### What the exercise asks
Leave out all lines before the one containing "JWT & refresh", and copy that line and all the rest below it exactly.

### Study material
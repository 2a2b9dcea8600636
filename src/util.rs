//! Shared utility functions for the hive crate.

/// Lowercase, hyphen-separated slug of `title`, at most `max_len` bytes.
///
/// Runs of non-alphanumeric characters collapse into one hyphen and the slug
/// never starts or ends with one. Truncation stops before a character that
/// would not fit, so multi-byte characters are never split.
pub fn slugify(title: &str, max_len: usize) -> String {
    let mut slug = String::with_capacity(title.len().min(max_len));
    let mut gap = false;

    for c in title.chars().flat_map(char::to_lowercase) {
        if !c.is_alphanumeric() {
            gap = !slug.is_empty();
            continue;
        }
        let sep = usize::from(gap);
        if slug.len() + sep + c.len_utf8() > max_len {
            break;
        }
        if gap {
            slug.push('-');
            gap = false;
        }
        slug.push(c);
    }
    slug
}

/// Validate a feature or task identifier used as a directory name.
pub fn validate_name(name: &str) -> Result<(), String> {
    if name.trim().is_empty() {
        return Err("name cannot be empty".to_string());
    }
    if name == "." || name == ".." {
        return Err("name cannot be a relative path component".to_string());
    }
    if name.contains(['/', '\\']) {
        return Err("name cannot contain path separators".to_string());
    }
    if name.starts_with('.') {
        return Err("name cannot start with '.'".to_string());
    }
    Ok(())
}

#[cfg(test)]
mod tests {
    use super::*;

    #[test]
    fn test_slugify_basic() {
        assert_eq!(slugify("Setup Base Project", 40), "setup-base-project");
    }

    #[test]
    fn test_slugify_collapses_punctuation() {
        assert_eq!(slugify("Auth: JWT & refresh -- tokens!", 40), "auth-jwt-refresh-tokens");
    }

    #[test]
    fn test_slugify_truncates_without_trailing_hyphen() {
        assert_eq!(slugify("abc def ghi", 8), "abc-def");
    }

    #[test]
    fn test_slugify_never_splits_multibyte_chars() {
        assert_eq!(slugify("Café Über", 4), "caf");
        assert_eq!(slugify("Café Über", 5), "café");
        assert_eq!(slugify("  -- leading", 40), "leading");
    }

    #[test]
    fn test_slugify_empty() {
        assert_eq!(slugify("***", 40), "");
    }

    #[test]
    fn test_validate_name() {
        assert!(validate_name("auth-flow").is_ok());
        assert!(validate_name("").is_err());
        assert!(validate_name("..").is_err());
        assert!(validate_name("a/b").is_err());
        assert!(validate_name(".hidden").is_err());
    }
}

### Your response
        assert_eq!(slugify("Auth: JWT & refresh -- tokens!", 40), "auth-jwt-refresh-tokens");
    }

    #[test]
    fn test_slugify_truncates_without_trailing_hyphen() {
        assert_eq!(slugify("abc def ghi", 8), "abc-def");
    }

    #[test]
    fn test_slugify_never_splits_multibyte_chars() {
        assert_eq!(slugify("Café Über", 4), "caf");
        assert_eq!(slugify("Café Über", 5), "café");
        assert_eq!(slugify("  -- leading", 40), "leading");
    }

    #[test]
    fn test_slugify_empty() {
        assert_eq!(slugify("***", 40), "");
    }

    #[test]
    fn test_validate_name() {
        assert!(validate_name("auth-flow").is_ok());
        assert!(validate_name("").is_err());
        assert!(validate_name("..").is_err());
        assert!(validate_name("a/b").is_err());
        assert!(validate_name(".hidden").is_err());
    }
}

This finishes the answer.